A push for consequences
Jones has been examining video footage of the shooting provided by the family. His complaint argues that the troopers didn’t have a valid reason to approach Allegrini Jr.’s car in the first place, and that troopers didn’t have legal cause to shoot him. Jones also argues the troopers were not struck or injured during the incident and that they should have administered first aid after the shooting.
He also said the trooper who pointed the gun at the civilian recording video should also be held accountable.
“All that the motorist was doing was exercising their legal right to record him with the cell phone, they were not interfering with anything,” Jones said.
Jones’ work is part of a national push for more police reform and accountability that has gained traction since George Floyd’s murder, experts say.

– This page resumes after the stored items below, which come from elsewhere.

//! Import, resync and search flows on top of the Readwise client.
//!
//! Resync regenerates the whole document from the latest remote state and
//! overwrites the file. Anything added by hand below the generated sections is
//! lost; the scaffold sections come back empty. Concurrent resyncs of one file
//! are last-writer-wins.

use std::io::Write as _;
use std::path::{Path, PathBuf};

use chrono::NaiveDate;
use serde::Serialize;
use tempfile::NamedTempFile;

use crate::error::{Error, Result};
use crate::readwise::client::ReadwiseClient;
use crate::readwise::document::{
    count_highlights, extract_book_id, render_document, suggested_file_name,
};
use crate::readwise::models::{Book, BookSummary, Highlight};

/// Remote operations the import/resync flows depend on.
#[allow(async_fn_in_trait)]
pub trait HighlightSource {
    async fn fetch_book(&self, book_id: u64) -> Result<Book>;
    async fn fetch_highlights(&self, book_id: u64) -> Result<Vec<Highlight>>;
    async fn fetch_books(&self, category: Option<&str>) -> Result<Vec<Book>>;
}

impl HighlightSource for ReadwiseClient {
    async fn fetch_book(&self, book_id: u64) -> Result<Book> {
        self.get_book(book_id).await
    }

    async fn fetch_highlights(&self, book_id: u64) -> Result<Vec<Highlight>> {
        self.get_highlights(book_id).await
    }

    async fn fetch_books(&self, category: Option<&str>) -> Result<Vec<Book>> {
        self.list_books(category).await
    }
}

#[derive(Debug, Clone, PartialEq, Eq, Serialize)]
pub struct ImportReport {
    pub success: bool,
    pub filename: String,
    pub filepath: String,
    pub title: String,
    pub author: String,
    pub category: Option<String>,
    pub num_highlights: usize,
    pub book_id: u64,
}

#[derive(Debug, Clone, PartialEq, Eq, Serialize)]
pub struct SyncReport {
    pub success: bool,
    pub filepath: String,
    pub title: Option<String>,
    pub author: Option<String>,
    pub old_count: usize,
    pub new_count: usize,
    /// Signed: negative when highlights were removed upstream
    pub added: i64,
    pub message: String,
}

/// Fetch a book with all of its highlights and write a new source document
/// into `output_dir`.
pub async fn import_book<S: HighlightSource>(
    source: &S,
    book_id: u64,
    output_dir: &Path,
    today: NaiveDate,
) -> Result<ImportReport> {
    let book = source.fetch_book(book_id).await?;
    let highlights = source.fetch_highlights(book_id).await?;

    if highlights.is_empty() {
        return Err(Error::NoResults(
            "No highlights found for this item.".to_string(),
        ));
    }

    let filename = suggested_file_name(&book, today);
    let output_path = output_dir.join(&filename);
    let content = render_document(&book, &highlights, today);

    std::fs::create_dir_all(output_dir)?;
    write_atomically(&output_path, &content)?;

    tracing::info!(
        "Imported {} highlight(s) from book {} into {}",
        highlights.len(),
        book.id,
        output_path.display()
    );

    Ok(ImportReport {
        success: true,
        filename,
        filepath: output_path.display().to_string(),
        title: book.title_or_default().to_string(),
        author: book.author_or_default().to_string(),
        category: book.category.clone(),
        num_highlights: highlights.len(),
        book_id,
    })
}

/// Refresh a previously imported document in place.
///
/// Fails with [`Error::MissingIdentifier`] before any network call when the
/// file has no book id anchor.
pub async fn resync_document<S: HighlightSource>(
    source: &S,
    path: &Path,
    today: NaiveDate,
) -> Result<SyncReport> {
    let existing = std::fs::read_to_string(path)?;
    let book_id = extract_book_id(&existing).ok_or(Error::MissingIdentifier)?;
    let old_count = count_highlights(&existing);

    let book = source.fetch_book(book_id).await?;
    let highlights = source.fetch_highlights(book_id).await?;
    let new_count = highlights.len();

    let content = render_document(&book, &highlights, today);
    write_atomically(path, &content)?;

    let added = signed_delta(old_count, new_count);
    tracing::info!(
        "Resynced book {} at {}: {} -> {} highlight(s)",
        book_id,
        path.display(),
        old_count,
        new_count
    );

    Ok(SyncReport {
        success: true,
        filepath: path.display().to_string(),
        title: book.title,
        author: book.author,
        old_count,
        new_count,
        added,
        message: if added > 0 {
            format!("Updated: {added} new highlight(s)")
        } else {
            "No new highlights".to_string()
        },
    })
}

/// Case-insensitive substring search over titles and authors.
///
/// The API has no text search, so the whole (optionally category-filtered)
/// library is fetched and filtered locally.
pub async fn search_books<S: HighlightSource>(
    source: &S,
    query: &str,
    category: Option<&str>,
) -> Result<Vec<BookSummary>> {
    let books = source.fetch_books(category).await?;
    Ok(filter_books(&books, query))
}

pub fn filter_books(books: &[Book], query: &str) -> Vec<BookSummary> {
    let needle = query.to_lowercase();
    books
        .iter()
        .filter(|book| {
            let title = book.title.as_deref().unwrap_or_default().to_lowercase();
            let author = book.author.as_deref().unwrap_or_default().to_lowercase();
            title.contains(&needle) || author.contains(&needle)
        })
        .map(BookSummary::from)
        .collect()
}

/// Replace `path` with `content` via a sibling temp file and rename, so a crash
/// mid-write never leaves a truncated document behind. An existing file keeps
/// its permissions.
pub fn write_atomically(path: &Path, content: &str) -> Result<()> {
    let directory = parent_directory(path);
    let existing = match std::fs::metadata(path) {
        Ok(metadata) => Some(metadata.permissions()),
        Err(error) if error.kind() == std::io::ErrorKind::NotFound => None,
        Err(error) => return Err(error.into()),
    };

    let mut temp = NamedTempFile::new_in(&directory)?;
    temp.write_all(content.as_bytes())?;
    if let Some(permissions) = existing {
        temp.as_file().set_permissions(permissions)?;
    }
    temp.as_file().sync_all()?;
    temp.persist(path).map_err(|error| Error::Io(error.error))?;
    Ok(())
}

fn parent_directory(path: &Path) -> PathBuf {
    match path.parent() {
        Some(parent) if !parent.as_os_str().is_empty() => parent.to_path_buf(),
        _ => PathBuf::from("."),
    }
}

fn signed_delta(old_count: usize, new_count: usize) -> i64 {
    let old = i64::try_from(old_count).unwrap_or(i64::MAX);
    let new = i64::try_from(new_count).unwrap_or(i64::MAX);
    new.saturating_sub(old)
}

#[cfg(test)]
mod tests {
    use std::cell::Cell;

    use super::*;
    use crate::readwise::models::Tag;

    struct FakeSource {
        book: Book,
        highlights: Vec<Highlight>,
        books: Vec<Book>,
        calls: Cell<usize>,
    }

    impl FakeSource {
        fn with_highlights(count: usize) -> Self {
            let highlights = (0..count)
                .map(|index| Highlight {
                    text: Some(format!("highlight {index}")),
                    location: Some(i64::try_from(index).unwrap() + 1),
                    ..Highlight::default()
                })
                .collect();

            Self {
                book: Book {
                    id: 77,
                    title: Some("Thinking, Fast and Slow".to_string()),
                    author: Some("Daniel Kahneman".to_string()),
                    category: Some("books".to_string()),
                    ..Book::default()
                },
                highlights,
                books: Vec::new(),
                calls: Cell::new(0),
            }
        }
    }

    impl HighlightSource for FakeSource {
        async fn fetch_book(&self, book_id: u64) -> Result<Book> {
            self.calls.set(self.calls.get() + 1);
            assert_eq!(book_id, self.book.id);
            Ok(self.book.clone())
        }

        async fn fetch_highlights(&self, _book_id: u64) -> Result<Vec<Highlight>> {
            self.calls.set(self.calls.get() + 1);
            Ok(self.highlights.clone())
        }

        async fn fetch_books(&self, _category: Option<&str>) -> Result<Vec<Book>> {
            self.calls.set(self.calls.get() + 1);
            Ok(self.books.clone())
        }
    }

    fn today() -> NaiveDate {
        NaiveDate::from_ymd_opt(2025, 1, 15).unwrap()
    }

    fn seed_document(dir: &Path, highlight_count: usize) -> PathBuf {
        let source = FakeSource::with_highlights(highlight_count);
        let path = dir.join("existing.md");
        std::fs::write(
            &path,
            render_document(&source.book, &source.highlights, today()),
        )
        .unwrap();
        path
    }

    #[tokio::test(flavor = "current_thread")]
    async fn resync_reports_added_highlights() {
        let dir = tempfile::tempdir().unwrap();
        let path = seed_document(dir.path(), 3);
        let source = FakeSource::with_highlights(5);

        let report = resync_document(&source, &path, today()).await.unwrap();

        assert_eq!(report.old_count, 3);
        assert_eq!(report.new_count, 5);
        assert_eq!(report.added, 2);
        assert_eq!(report.message, "Updated: 2 new highlight(s)");
        let rewritten = std::fs::read_to_string(&path).unwrap();
        assert_eq!(count_highlights(&rewritten), 5);
        assert_eq!(extract_book_id(&rewritten), Some(77));
    }

    #[tokio::test(flavor = "current_thread")]
    async fn resync_surfaces_negative_delta() {
        let dir = tempfile::tempdir().unwrap();
        let path = seed_document(dir.path(), 3);
        let source = FakeSource::with_highlights(2);

        let report = resync_document(&source, &path, today()).await.unwrap();

        assert_eq!(report.old_count, 3);
        assert_eq!(report.new_count, 2);
        assert_eq!(report.added, -1);
        assert_eq!(report.message, "No new highlights");
    }

    #[tokio::test(flavor = "current_thread")]
    async fn resync_output_matches_fresh_render() {
        let dir = tempfile::tempdir().unwrap();
        let path = seed_document(dir.path(), 1);
        std::fs::write(
            &path,
            format!(
                "{}\nMy hand-written analysis\n",
                std::fs::read_to_string(&path).unwrap()
            ),
        )
        .unwrap();
        let source = FakeSource::with_highlights(4);

        resync_document(&source, &path, today()).await.unwrap();

        let rewritten = std::fs::read_to_string(&path).unwrap();
        assert_eq!(
            rewritten,
            render_document(&source.book, &source.highlights, today())
        );
        assert!(!rewritten.contains("My hand-written analysis"));
    }

    #[tokio::test(flavor = "current_thread")]
    async fn resync_without_anchor_fails_before_fetching() {
        let dir = tempfile::tempdir().unwrap();
        let path = dir.path().join("plain.md");
        std::fs::write(&path, "# Notes\n\n### Highlight 1 (Page 2)\n").unwrap();
        let source = FakeSource::with_highlights(2);

        let error = resync_document(&source, &path, today()).await.unwrap_err();

        assert!(matches!(error, Error::MissingIdentifier));
        assert_eq!(source.calls.get(), 0);
        assert_eq!(
            std::fs::read_to_string(&path).unwrap(),
            "# Notes\n\n### Highlight 1 (Page 2)\n"
        );
    }

    #[tokio::test(flavor = "current_thread")]
    async fn import_writes_document_with_derived_name() {
        let dir = tempfile::tempdir().unwrap();
        let output_dir = dir.path().join("sources");
        let source = FakeSource::with_highlights(2);

        let report = import_book(&source, 77, &output_dir, today()).await.unwrap();

        assert_eq!(
            report.filename,
            "2025-01-15_Daniel Kahneman_Thinking, Fast and Slow_Readwise.md"
        );
        assert_eq!(report.num_highlights, 2);
        assert_eq!(report.category.as_deref(), Some("books"));
        let written = std::fs::read_to_string(output_dir.join(&report.filename)).unwrap();
        assert!(written.starts_with("# Thinking, Fast and Slow | Daniel Kahneman - Readwise"));
        assert_eq!(count_highlights(&written), 2);
    }

    #[tokio::test(flavor = "current_thread")]
    async fn import_without_highlights_is_no_results() {
        let dir = tempfile::tempdir().unwrap();
        let source = FakeSource::with_highlights(0);

        let error = import_book(&source, 77, dir.path(), today())
            .await
            .unwrap_err();

        assert!(matches!(error, Error::NoResults(_)));
        assert_eq!(error.to_string(), "No highlights found for this item.");
        assert_eq!(std::fs::read_dir(dir.path()).unwrap().count(), 0);
    }

    #[tokio::test(flavor = "current_thread")]
    async fn search_matches_title_or_author_case_insensitively() {
        let mut source = FakeSource::with_highlights(0);
        source.books = vec![
            Book {
                id: 1,
                title: Some("Atomic Habits".to_string()),
                author: Some("James Clear".to_string()),
                ..Book::default()
            },
            Book {
                id: 2,
                title: Some("Wait But Why".to_string()),
                author: Some("Tim Urban".to_string()),
                tags: vec![Tag::default()],
                ..Book::default()
            },
            Book {
                id: 3,
                title: None,
                author: None,
                ..Book::default()
            },
        ];

        let by_title = search_books(&source, "ATOMIC", None).await.unwrap();
        let by_author = search_books(&source, "tim urban", None).await.unwrap();
        let none = search_books(&source, "nothing here", None).await.unwrap();

        assert_eq!(by_title.iter().map(|hit| hit.id).collect::<Vec<_>>(), vec![1]);
        assert_eq!(by_author.iter().map(|hit| hit.id).collect::<Vec<_>>(), vec![2]);
        assert!(none.is_empty());
    }

    #[cfg(unix)]
    #[tokio::test(flavor = "current_thread")]
    async fn resync_keeps_document_permissions() {
        use std::os::unix::fs::PermissionsExt;

        let dir = tempfile::tempdir().unwrap();
        let path = seed_document(dir.path(), 1);
        std::fs::set_permissions(&path, std::fs::Permissions::from_mode(0o644)).unwrap();
        let source = FakeSource::with_highlights(2);

        resync_document(&source, &path, today()).await.unwrap();

        let mode = std::fs::metadata(&path).unwrap().permissions().mode() & 0o777;
        assert_eq!(mode, 0o644);
    }

    #[test]
    fn write_atomically_replaces_existing_content() {
        let dir = tempfile::tempdir().unwrap();
        let path = dir.path().join("doc.md");
        std::fs::write(&path, "old content that is longer than the new one").unwrap();

        write_atomically(&path, "new").unwrap();

        assert_eq!(std::fs::read_to_string(&path).unwrap(), "new");
        assert_eq!(std::fs::read_dir(dir.path()).unwrap().count(), 1);
    }
}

Rashawn Ray at The Brookings Institution says law enforcement can reduce the risk of officers breaking protocol by looking at psychological evaluations during the hiring process, creating community oversight boards where members have votes on internal police investigations, and carrying liability insurance.
“Insurance companies can play a role in getting those problematic officers off the street, because they become uninsurable — just like people who keep breaking their car,” he said.
Philadelphia Police Commissioner Danielle Outlaw told WHYY News that it’s difficult for her to discipline officers, because the decision about what the consequences should be ultimately lies with an arbitration panel made up of officers and representatives of the Fraternal Order of Police union.
Previously, if someone had a violation it could only be considered part of their record for a year, she said. She extended that timeline for certain violations, so they can be considered for the duration of employment.
“I found that fixing the system itself, of accountability, to make sure that when we do get to termination it’s airtight — I think it’s helpful,” she said.
Both the Philadelphia Police Department and the Pa. State Police use an Early Intervention System —an electronic database that can track use-of-force reports, citizen complaints and other performance indicators, according to the U.S. Department of Justice.
A 2021 study from the University of Chicago found that while these systems have “the potential to prevent adverse policing outcomes,” there’s little evidence of the actual impacts of the types of EIS programs that police departments have implemented.
Some police departments, including PPD, have also instituted the Active Bystandership in Law Enforcement program, which trains officers to prevent police misconduct among their peers by looking for warning signs in the field.